Stored data entries:

//! Film metadata storage.

use time::Date;

use crate::model::{Film, FilmId};
use crate::primitives::IndexedStore;

/// Default bucket count for the film index.
const DEFAULT_FILM_BUCKETS: usize = 4096;

/// Keyed film metadata with release-range queries.
///
/// Range queries are exclusive on both bounds, matching the rating store's
/// timestamp ranges.
#[derive(Debug)]
pub struct FilmStore {
    films: IndexedStore<FilmId, Film>,
}

impl Default for FilmStore {
    fn default() -> Self {
        Self::with_capacity(DEFAULT_FILM_BUCKETS)
    }
}

impl FilmStore {
    /// Creates an empty store with the default bucket count.
    pub fn new() -> Self {
        Self::default()
    }

    /// Creates an empty store with `capacity` buckets.
    pub fn with_capacity(capacity: usize) -> Self {
        Self {
            films: IndexedStore::with_capacity(capacity),
        }
    }

    /// Number of stored films.
    pub fn len(&self) -> usize {
        self.films.len()
    }

    /// True when no film is stored.
    pub fn is_empty(&self) -> bool {
        self.films.is_empty()
    }

    /// True when `id` is stored.
    pub fn contains(&self, id: FilmId) -> bool {
        self.films.contains_key(id)
    }

    /// Stores a film. Returns false and keeps the existing record when the
    /// id is already present.
    pub fn add(&mut self, film: Film) -> bool {
        self.films.put(film.id, film)
    }

    /// Removes a film; reports whether one was removed.
    pub fn remove(&mut self, id: FilmId) -> bool {
        self.films.remove(id)
    }

    /// Stored film ids in insertion order.
    pub fn ids(&self) -> Vec<FilmId> {
        self.films.keys().copied().collect()
    }

    /// Full record of a film.
    pub fn get(&self, id: FilmId) -> Option<&Film> {
        self.films.get(id)
    }

    /// Title of a film.
    pub fn title(&self, id: FilmId) -> Option<&str> {
        self.films.get(id).map(|film| film.title.as_str())
    }

    /// Release date of a film.
    pub fn release(&self, id: FilmId) -> Option<Date> {
        self.films.get(id).map(|film| film.release)
    }

    /// Budget of a film.
    pub fn budget(&self, id: FilmId) -> Option<i64> {
        self.films.get(id).map(|film| film.budget)
    }

    /// Revenue of a film.
    pub fn revenue(&self, id: FilmId) -> Option<i64> {
        self.films.get(id).map(|film| film.revenue)
    }

    /// Runtime of a film in minutes.
    pub fn runtime(&self, id: FilmId) -> Option<f64> {
        self.films.get(id).map(|film| film.runtime)
    }

    /// Films released strictly between `start` and `end`, in insertion
    /// order.
    pub fn released_in_range(&self, start: Date, end: Date) -> Vec<FilmId> {
        let mut ids = Vec::new();
        for &id in self.films.keys() {
            if let Some(film) = self.films.get(id) {
                if film.release > start && film.release < end {
                    ids.push(id);
                }
            }
        }
        ids
    }

    /// Films released strictly between `start` and `end` with a budget in
    /// `[min_budget, max_budget]`.
    pub fn released_in_range_with_budget(
        &self,
        start: Date,
        end: Date,
        min_budget: i64,
        max_budget: i64,
    ) -> Vec<FilmId> {
        let mut ids = Vec::new();
        for &id in self.films.keys() {
            if let Some(film) = self.films.get(id) {
                if film.release > start
                    && film.release < end
                    && film.budget >= min_budget
                    && film.budget <= max_budget
                {
                    ids.push(id);
                }
            }
        }
        ids
    }
}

**What the exercise asks:**
For the word "True", tally the lines above that hold it and answer with the number alone.

**Answer space:**
2